No Brasil, apenas Fortaleza providenciou uma carta acústica,
embora São Paulo seja considerada uma das cidades mais barulhentas do
mundo
Um dos desafios de viver em ambientes urbanos é o excesso de barulho.
Locais silenciosos em cidades de médio e grande porte são cada vez mais
raros. Já existe inclusive um aplicativo, o stereopublic, em que os
usuários são chamados a encontrar e compartilhar lugares silenciosos e
tranquilos em suas cidades.
Quem pode paga caro para viver em condomínios distantes das regiões
centrais, com áreas verdes que garantam um mínimo de tranquilidade. E
mesmo estes enfrentam diariamente a sina de ir e voltar do trabalho em
congestionamentos cujo nível de ruído, não raro, bate os 100 decibéis
[1]. O máximo que o ouvido humano consegue suportar são 120 db. Expostos
por certo tempo a essa intensidade sonora, ou mais, estamos sujeitos à
dor e à perda auditiva.
Mas o barulho nas grandes cidades não é um problema contemporâneo. De
acordo com a fonoaudióloga e educadora ambiental Márcia Correa, da
Universidade Aberta de Meio Ambiente e Cultura da Paz (Umapaz), em 1867,
havia no Brasil multas para carros de bois cujos eixos rangessem por
falta de graxa. Em 1912, um ato municipal proibia o estalo de chicotes
em cavalos que conduziam carruagens.
O engenheiro especializado em acústica, Davi Akkerman, da Associação
Brasileira para a Qualidade Acústica (ProAcústica), lembra que hoje a
NBR nº 10.151, da Associação Brasileira de Normas Técnicas (ABNT),
norteia todas as legislações municipais sobre ruído no Brasil. A norma
foi referenciada em 1990 pela Resolução nº 01 do Conselho Nacional do
Meio Ambiente (Conama).
“Acontece que a última versão dessa norma é de 2000. E, como houve
grande degradação acústica nas cidades, muitos dos padrões que estão na
norma já não servem mais”, resume Akkerman.

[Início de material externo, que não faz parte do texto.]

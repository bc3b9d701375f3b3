//! Slot-backed collaborators.
//!
//! These keep orders and refund requests in the durable key-value slot
//! so the engine can run without a hosted data service. Every write goes
//! straight to the slot; a failed write is a `RemoteError`.

use chrono::Utc;
use marketstall_core::{
    Address, Order, OrderId, OrderItem, OrderStatus, PaymentMethod, RefundId, RefundRequest,
    UserId, items_total,
};
use tracing::{debug, info};

use super::{AuthProvider, CurrentUser, OrderService, RefundGateway};
use crate::error::RemoteError;
use crate::storage::{SharedSlot, keys, load_json, store_json};

/// Auth collaborator with a fixed identity.
#[derive(Debug, Clone, Copy, Default)]
pub struct StaticAuth {
    user: Option<CurrentUser>,
}

impl StaticAuth {
    #[must_use]
    pub const fn signed_in(user: CurrentUser) -> Self {
        Self { user: Some(user) }
    }

    #[must_use]
    pub const fn anonymous() -> Self {
        Self { user: None }
    }
}

impl AuthProvider for StaticAuth {
    fn current_user(&self) -> Option<CurrentUser> {
        self.user
    }
}

// =============================================================================
// LocalOrderService
// =============================================================================

/// Order service that keeps every order under the `orders` key.
#[derive(Clone)]
pub struct LocalOrderService {
    slot: SharedSlot,
}

impl LocalOrderService {
    #[must_use]
    pub fn new(slot: SharedSlot) -> Self {
        Self { slot }
    }

    fn load(&self) -> Result<Vec<Order>, RemoteError> {
        Ok(load_json(self.slot.as_ref(), keys::ORDERS)?.unwrap_or_default())
    }

    fn save(&self, orders: &[Order]) -> Result<(), RemoteError> {
        Ok(store_json(self.slot.as_ref(), keys::ORDERS, orders)?)
    }
}

impl OrderService for LocalOrderService {
    async fn create(
        &self,
        user_id: UserId,
        items: Vec<OrderItem>,
        shipping_address: Address,
        payment_method: PaymentMethod,
    ) -> Result<Order, RemoteError> {
        let mut orders = self.load()?;
        let id = orders
            .iter()
            .map(|o| o.id)
            .max()
            .map_or(Some(OrderId::new(1)), OrderId::next)
            .ok_or_else(|| RemoteError::service("orders", "order IDs exhausted"))?;
        let now = Utc::now();

        let order = Order {
            id,
            user_id,
            total: items_total(&items),
            items,
            status: OrderStatus::Pending,
            created_at: now,
            updated_at: now,
            shipping_address,
            payment_method,
            tracking_number: None,
        };
        orders.push(order.clone());
        self.save(&orders)?;

        info!(order_id = %order.id, user_id = %user_id, total = %order.total, "Order placed");
        Ok(order)
    }

    async fn list_for_user(&self, user_id: UserId) -> Result<Vec<Order>, RemoteError> {
        Ok(self
            .load()?
            .into_iter()
            .filter(|o| o.user_id == user_id)
            .collect())
    }

    async fn list_all(&self) -> Result<Vec<Order>, RemoteError> {
        self.load()
    }

    async fn update(&self, order: &Order) -> Result<(), RemoteError> {
        let mut orders = self.load()?;
        let stored = orders
            .iter_mut()
            .find(|o| o.id == order.id)
            .ok_or_else(|| {
                RemoteError::service("orders", format!("order {} not found", order.id))
            })?;
        stored.status = order.status;
        stored.tracking_number.clone_from(&order.tracking_number);
        stored.updated_at = order.updated_at;
        self.save(&orders)?;

        debug!(order_id = %order.id, status = %order.status, "Order updated");
        Ok(())
    }
}

// =============================================================================
// LocalRefundGateway
// =============================================================================

/// Refund gateway that keeps every request under the `refunds` key.
#[derive(Clone)]
pub struct LocalRefundGateway {
    slot: SharedSlot,
}

impl LocalRefundGateway {
    #[must_use]
    pub fn new(slot: SharedSlot) -> Self {
        Self { slot }
    }

    fn load(&self) -> Result<Vec<RefundRequest>, RemoteError> {
        Ok(load_json(self.slot.as_ref(), keys::REFUNDS)?.unwrap_or_default())
    }

    fn save(&self, requests: &[RefundRequest]) -> Result<(), RemoteError> {
        Ok(store_json(self.slot.as_ref(), keys::REFUNDS, requests)?)
    }
}

impl RefundGateway for LocalRefundGateway {
    async fn submit(&self, mut request: RefundRequest) -> Result<RefundRequest, RemoteError> {
        let mut requests = self.load()?;
        request.id = requests
            .iter()
            .map(|r| r.id)
            .max()
            .map_or(Some(RefundId::new(1)), RefundId::next)
            .ok_or_else(|| RemoteError::service("refunds", "refund IDs exhausted"))?;
        requests.push(request.clone());
        self.save(&requests)?;

        info!(
            refund_id = %request.id,
            order_id = %request.order_id,
            amount = %request.amount,
            "Refund requested"
        );
        Ok(request)
    }

    async fn resolve(&self, request: &RefundRequest) -> Result<(), RemoteError> {
        let mut requests = self.load()?;
        let stored = requests
            .iter_mut()
            .find(|r| r.id == request.id)
            .ok_or_else(|| {
                RemoteError::service("refunds", format!("refund request {} not found", request.id))
            })?;
        stored.status = request.status;
        stored.response_date = request.response_date;
        self.save(&requests)?;

        info!(refund_id = %request.id, status = %request.status, "Refund resolved");
        Ok(())
    }

    async fn list_for_orders(
        &self,
        order_ids: &[OrderId],
    ) -> Result<Vec<RefundRequest>, RemoteError> {
        Ok(self
            .load()?
            .into_iter()
            .filter(|r| order_ids.contains(&r.order_id))
            .collect())
    }
}

#[cfg(test)]
#[allow(clippy::unwrap_used)]
mod tests {
    use std::sync::Arc;

    use marketstall_core::{
        AddressId, NewAddress, PaymentDetails, PaymentMethodId, Price, ProductId, RefundStatus,
    };
    use rust_decimal::Decimal;

    use super::*;
    use crate::storage::MemorySlot;

    fn address() -> Address {
        Address::from_draft(AddressId::new(1), NewAddress::default())
    }

    fn payment() -> PaymentMethod {
        PaymentMethod {
            id: PaymentMethodId::new(1),
            details: PaymentDetails::CreditCard {
                cardholder_name: "Jane Doe".to_string(),
                last_four: "4242".to_string(),
                expiry_month: 1,
                expiry_year: 2030,
            },
            is_default: true,
        }
    }

    fn items() -> Vec<OrderItem> {
        vec![OrderItem {
            product_id: ProductId::new(1),
            name: "Mug".to_string(),
            price: Price::usd(Decimal::from(8)).unwrap(),
            quantity: 2,
            image: None,
        }]
    }

    #[tokio::test]
    async fn test_create_assigns_sequential_ids() {
        let service = LocalOrderService::new(Arc::new(MemorySlot::new()));
        let first = service
            .create(UserId::new(1), items(), address(), payment())
            .await
            .unwrap();
        let second = service
            .create(UserId::new(2), items(), address(), payment())
            .await
            .unwrap();

        assert_eq!(first.id, OrderId::new(1));
        assert_eq!(second.id, OrderId::new(2));
        assert_eq!(first.status, OrderStatus::Pending);
        assert_eq!(first.total, Decimal::from(16));

        let mine = service.list_for_user(UserId::new(1)).await.unwrap();
        assert_eq!(mine.len(), 1);
        assert_eq!(service.list_all().await.unwrap().len(), 2);
    }

    #[tokio::test]
    async fn test_update_persists_status() {
        let service = LocalOrderService::new(Arc::new(MemorySlot::new()));
        let mut order = service
            .create(UserId::new(1), items(), address(), payment())
            .await
            .unwrap();
        order.status = OrderStatus::Processing;
        service.update(&order).await.unwrap();

        let stored = service.list_for_user(UserId::new(1)).await.unwrap();
        assert_eq!(stored[0].status, OrderStatus::Processing);
    }

    #[tokio::test]
    async fn test_create_fails_when_ids_run_out() {
        let service = LocalOrderService::new(Arc::new(MemorySlot::new()));
        let mut order = service
            .create(UserId::new(1), items(), address(), payment())
            .await
            .unwrap();
        order.id = OrderId::new(i32::MAX);
        service.save(&[order]).unwrap();

        let result = service
            .create(UserId::new(1), items(), address(), payment())
            .await;
        assert!(matches!(result, Err(RemoteError::Service { .. })));
        assert_eq!(service.list_all().await.unwrap().len(), 1);
    }

    #[tokio::test]
    async fn test_create_fails_on_read_only_slot() {
        let slot = Arc::new(MemorySlot::new());
        slot.set_read_only(true);
        let service = LocalOrderService::new(slot);
        let result = service
            .create(UserId::new(1), items(), address(), payment())
            .await;
        assert!(matches!(result, Err(RemoteError::Storage(_))));
    }

    #[tokio::test]
    async fn test_refund_gateway_roundtrip() {
        let gateway = LocalRefundGateway::new(Arc::new(MemorySlot::new()));
        let request = RefundRequest {
            id: RefundId::new(99),
            order_id: OrderId::new(3),
            reason: "Arrived damaged".to_string(),
            amount: Decimal::from(16),
            status: RefundStatus::Pending,
            request_date: Utc::now(),
            response_date: None,
            items: items(),
        };

        let mut stored = gateway.submit(request).await.unwrap();
        assert_eq!(stored.id, RefundId::new(1));

        stored.status = RefundStatus::Approved;
        stored.response_date = Some(Utc::now());
        gateway.resolve(&stored).await.unwrap();

        let listed = gateway.list_for_orders(&[OrderId::new(3)]).await.unwrap();
        assert_eq!(listed.len(), 1);
        assert_eq!(listed[0].status, RefundStatus::Approved);
        assert!(gateway.list_for_orders(&[OrderId::new(4)]).await.unwrap().is_empty());
    }

    #[test]
    fn test_static_auth() {
        assert!(StaticAuth::anonymous().current_user().is_none());
        let user = CurrentUser {
            id: UserId::new(4),
            role: marketstall_core::UserRole::Customer,
        };
        assert_eq!(StaticAuth::signed_in(user).current_user(), Some(user));
    }
}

Segundo ele, a norma está em
revisão há dois anos, mas há grande pressão de diversos setores, de
indústrias a concessionárias de rodovias. “O conflito de interesses é
muito grande.” O engenheiro ressalta que o grande vilão nas cidades é o
tráfego de veículos. E sentencia: “Se as cidades forem deixadas sem
controle, a qualidade acústica tende a piorar”.
“As cidades estão mais ruidosas. Todo mundo ouve mais alto e fala
mais alto. Isso é um problema de saúde pública, porque todos são
atingidos, não importa a classe social”, afirma Márcia Corrêa, da
Umapaz, que ajudou a organizar o primeiro curso sobre poluição sonora e
os impactos na saúde, promovido em maio pela Secretaria do Verde e do
Meio Ambiente.
Dados mais recentes da Organização Mundial da Saúde (OMS) estimam que
10% da população mundial está exposta a níveis de pressão sonora que
podem causar perda auditiva induzida por ruído.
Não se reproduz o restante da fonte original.